Desak.id | Kesadaran masyarakat akan transaksi keuangan digital per tahun 2026 semakin meningkat. Bank Indonesia mencatat, 507 persen lebih transaksi keuangan digital, hal tersebut menandakan kepercayaan masyarakat akan keamanan digital.
“Pertahun ini catatan pembayaran digital yang masuk dalam catatan Bank Indonesia mencapai 507 persen lebih transaksi. Ini mencerminkan kesadaran masyarakat akan mudahnya bertransaksi digital,” terang Laura Rulida Eka Sari P, Kepala Kantor Perwakilan Bank Indonesia Tasikmalaya kepada media, Kamis 07 Mei 2026.
Pemicunya lanjut Laura, awal dari musibah pandemi covid 19 lalu. Dimana masyarakat dipaksa keadaan bertransaksi secara digital, namun menurutnya hal tersebut menjadi bagian penting dari perjalanan transaksi digital selama ini.

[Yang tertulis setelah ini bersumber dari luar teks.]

//! End-to-end board scenarios: gateway call, store merge, notification.

mod common;

use std::{sync::Arc, time::Duration};

use anyhow::Result;
use bloglist_sync::{
    Error,
    board::Board,
    gateway::Gateway,
    notification::Kind,
    resource::{Anecdote, AnecdoteDraft, Blog, BlogDraft},
    session::Session,
};
use common::{NOTIFY_DELAY, TestBackend, dead_url};
use tokio::time::sleep;

fn draft(title: &str, author: &str) -> BlogDraft {
    BlogDraft {
        title: title.into(),
        author: author.into(),
        url: "U".into(),
    }
}

#[tokio::test]
async fn create_adds_record_and_posts_expiring_success() -> Result<()> {
    let backend = TestBackend::start().await?;
    let board: Board<Blog> = backend.board();
    board.login("alice", "wonderland").await?;
    board.initialize().await?;

    let blog = board.create(draft("T", "A")).await?;

    let records = board.store().snapshot();
    assert_eq!(records.len(), 1);
    assert_eq!(records[0].id, blog.id);
    assert_eq!(records[0].likes, 0);

    let notification = board.notifier().current().expect("notification shown");
    assert_eq!(notification.kind, Kind::Success);
    assert!(notification.message.contains('T'));
    assert!(notification.message.contains('A'));

    sleep(NOTIFY_DELAY + Duration::from_millis(100)).await;
    assert_eq!(board.notifier().current(), None);

    backend.shutdown().await;
    Ok(())
}

#[tokio::test]
async fn like_of_vanished_record_leaves_store_unchanged() -> Result<()> {
    let backend = TestBackend::start().await?;
    let writer: Board<Blog> = backend.board();
    writer.login("alice", "wonderland").await?;
    let blog = writer.create(draft("Gone soon", "A")).await?;

    let reader: Board<Blog> = backend.board();
    reader.initialize().await?;
    let before = reader.store().snapshot();
    assert_eq!(before.len(), 1);

    writer.remove(&blog.id).await?;

    let result = reader.like(&blog.id).await;
    assert!(matches!(result, Err(Error::NotFound(_))));
    assert_eq!(reader.store().snapshot(), before);
    let notification = reader.notifier().current().expect("failure shown");
    assert_eq!(notification.kind, Kind::Failure);

    // The board keeps working after the failure.
    reader.login("bob", "builder").await?;
    reader.create(draft("Still here", "B")).await?;
    assert_eq!(reader.store().len(), 2);

    backend.shutdown().await;
    Ok(())
}

#[tokio::test]
async fn like_of_unknown_local_id_fails_without_touching_store() -> Result<()> {
    let backend = TestBackend::start().await?;
    let board: Board<Blog> = backend.board();
    board.initialize().await?;

    assert!(matches!(board.like("5").await, Err(Error::NotFound(_))));
    assert!(board.store().is_empty());
    assert_eq!(
        board.notifier().current().map(|n| n.kind),
        Some(Kind::Failure)
    );

    backend.shutdown().await;
    Ok(())
}

#[tokio::test]
async fn likes_reorder_the_list() -> Result<()> {
    let backend = TestBackend::start().await?;
    let board: Board<Blog> = backend.board();
    board.login("alice", "wonderland").await?;
    let first = board.create(draft("First", "A")).await?;
    let second = board.create(draft("Second", "A")).await?;

    let liked = board.like(&second.id).await?;
    assert_eq!(liked.likes, 1);

    let order: Vec<String> = board.store().snapshot().into_iter().map(|b| b.id).collect();
    assert_eq!(order, vec![second.id.clone(), first.id.clone()]);

    let fresh: Board<Blog> = backend.board();
    fresh.initialize().await?;
    assert_eq!(fresh.store().get(&second.id).map(|b| b.likes), Some(1));

    backend.shutdown().await;
    Ok(())
}

#[tokio::test]
async fn non_owner_cannot_delete() -> Result<()> {
    let backend = TestBackend::start().await?;
    let alice: Board<Blog> = backend.board();
    alice.login("alice", "wonderland").await?;
    let blog = alice.create(draft("Mine", "Alice")).await?;
    assert!(alice.can_remove(&blog));

    let bob: Board<Blog> = backend.board();
    bob.login("bob", "builder").await?;
    bob.initialize().await?;
    let seen = bob.store().get(&blog.id).expect("bob sees the blog");
    assert!(!bob.can_remove(&seen));

    let before = bob.store().snapshot();
    assert!(matches!(bob.remove(&blog.id).await, Err(Error::Auth(_))));
    assert_eq!(bob.store().snapshot(), before);
    assert_eq!(bob.notifier().current().map(|n| n.kind), Some(Kind::Failure));

    let anonymous: Board<Blog> = backend.board();
    assert!(!anonymous.can_remove(&seen));

    backend.shutdown().await;
    Ok(())
}

#[tokio::test]
async fn failed_initialize_leaves_empty_store_and_reports_once() -> Result<()> {
    let session = Arc::new(Session::new());
    let gateway: Gateway<Blog> =
        Gateway::new(reqwest::Client::new(), dead_url().await?, session.clone());
    let board = Board::new(gateway, session).with_notification_delay(NOTIFY_DELAY);
    let mut notifications = board.notifier().subscribe();

    assert!(matches!(board.initialize().await, Err(Error::Network(_))));
    assert!(board.store().is_empty());

    notifications.changed().await?;
    let shown = notifications.borrow_and_update().clone();
    assert_eq!(shown.map(|n| n.kind), Some(Kind::Failure));
    assert!(!notifications.has_changed()?);
    Ok(())
}

#[tokio::test]
async fn anecdote_votes_and_filter() -> Result<()> {
    let backend = TestBackend::start().await?;
    let board: Board<Anecdote> = backend.board();
    board.initialize().await?;

    let hurts = board
        .create(AnecdoteDraft {
            content: "If it hurts, do it more often".into(),
        })
        .await?;
    board
        .create(AnecdoteDraft {
            content: "Adding manpower to a late software project makes it later".into(),
        })
        .await?;

    board.like(&hurts.id).await?;
    board.like(&hurts.id).await?;
    assert_eq!(board.store().get(&hurts.id).map(|a| a.votes), Some(2));
    assert_eq!(
        board.notifier().current().map(|n| n.message),
        Some("you voted 'If it hurts, do it more often'".to_string())
    );

    board.set_filter("MANPOWER");
    let visible = board.visible();
    assert_eq!(visible.len(), 1);
    assert!(visible[0].content.contains("manpower"));

    board.set_filter("");
    assert_eq!(board.visible().len(), 2);

    backend.shutdown().await;
    Ok(())
}

#[tokio::test]
async fn logout_drops_the_credential() -> Result<()> {
    let backend = TestBackend::start().await?;
    let board: Board<Blog> = backend.board();
    board.login("alice", "wonderland").await?;
    assert!(board.session().is_logged_in());

    board.logout().await?;
    assert!(!board.session().is_logged_in());
    assert!(matches!(
        board.create(draft("T", "A")).await,
        Err(Error::Auth(_))
    ));

    backend.shutdown().await;
    Ok(())
}

#[tokio::test]
async fn remove_cannot_reach_another_collection() -> Result<()> {
    let backend = TestBackend::start().await?;
    let anecdotes: Board<Anecdote> = backend.board();
    let anecdote = anecdotes
        .create(AnecdoteDraft {
            content: "Any fool can write code that a computer can understand".into(),
        })
        .await?;

    let blogs: Board<Blog> = backend.board();
    blogs.login("alice", "wonderland").await?;
    let result = blogs.remove(&format!("../anecdotes/{}", anecdote.id)).await;
    assert!(matches!(result, Err(Error::NotFound(_))));
    assert_eq!(
        blogs.notifier().current().map(|n| n.kind),
        Some(Kind::Failure)
    );

    let fresh: Board<Anecdote> = backend.board();
    fresh.initialize().await?;
    assert_eq!(fresh.store().snapshot(), vec![anecdote]);

    backend.shutdown().await;
    Ok(())
}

“Dibalik musibah, hikmahnya masyarakatnya tersadarkan pentingnya transaksi digital yang semakin hari semakin meningkat,” tambahnya.
Namun terang Laura, ada juga dorongan dari ketersediaan merchant merchant yang disediakan oleh pihaknya dalam event event yang diselenggarakan.
“Ada sekitar 500 ribu lebih merchant merchant yang telah disediakan, dan hal tersebut Alhamdulillah membantu memudahkan masyarakat mendapatkan fasilitas Qris untuk transaksi digital,” ungkapnya.
Namun dibalik itu semua, Bank Indonesia juga mewanti wanti masyarakat agar berhati hati dalam transaksi digital tersebut, mengingat makin banyaknya juga praktik praktik scam yang bisa menguras tabungan atau saldo dari rekening digital yang dimiliki.
“Dengan mudah dan canggihnya alat pembayaran digital, tentu tidak menutup celah keamanan digital dari serangan scam scam. Kami menghimbau masyarakat juga agar berhati hati dalam bertransaksi atau tawaran tawaran yang menggiurkan melalui link link yang mencurigakan,” imbaunya.
Masyarakat juga diajak agar PEKA Keuangan (Peduli, Kenali, Adukan) yakni pentingnya peduli risiko, mengenali produk jasa keuangan resmi, dan mengadukan kejanggalan guna melindungi data pribadi dan uang dari penipuan, terutama di era digital.
“Masyarakat harus peduli dengan risiko dan manfaat produk keuangan, serta selalu waspada terhadap modus penipuan baru. Pastikan menggunakan produk dan jasa keuangan yang legal serta terdaftar di lembaga resmi seperti Bank Indonesia. Lalu Segera melaporkan transaksi atau permintaan data yang mencurigakan melalui saluran resmi untuk mendapatkan perlindungan konsumen,” tutupnya. (***)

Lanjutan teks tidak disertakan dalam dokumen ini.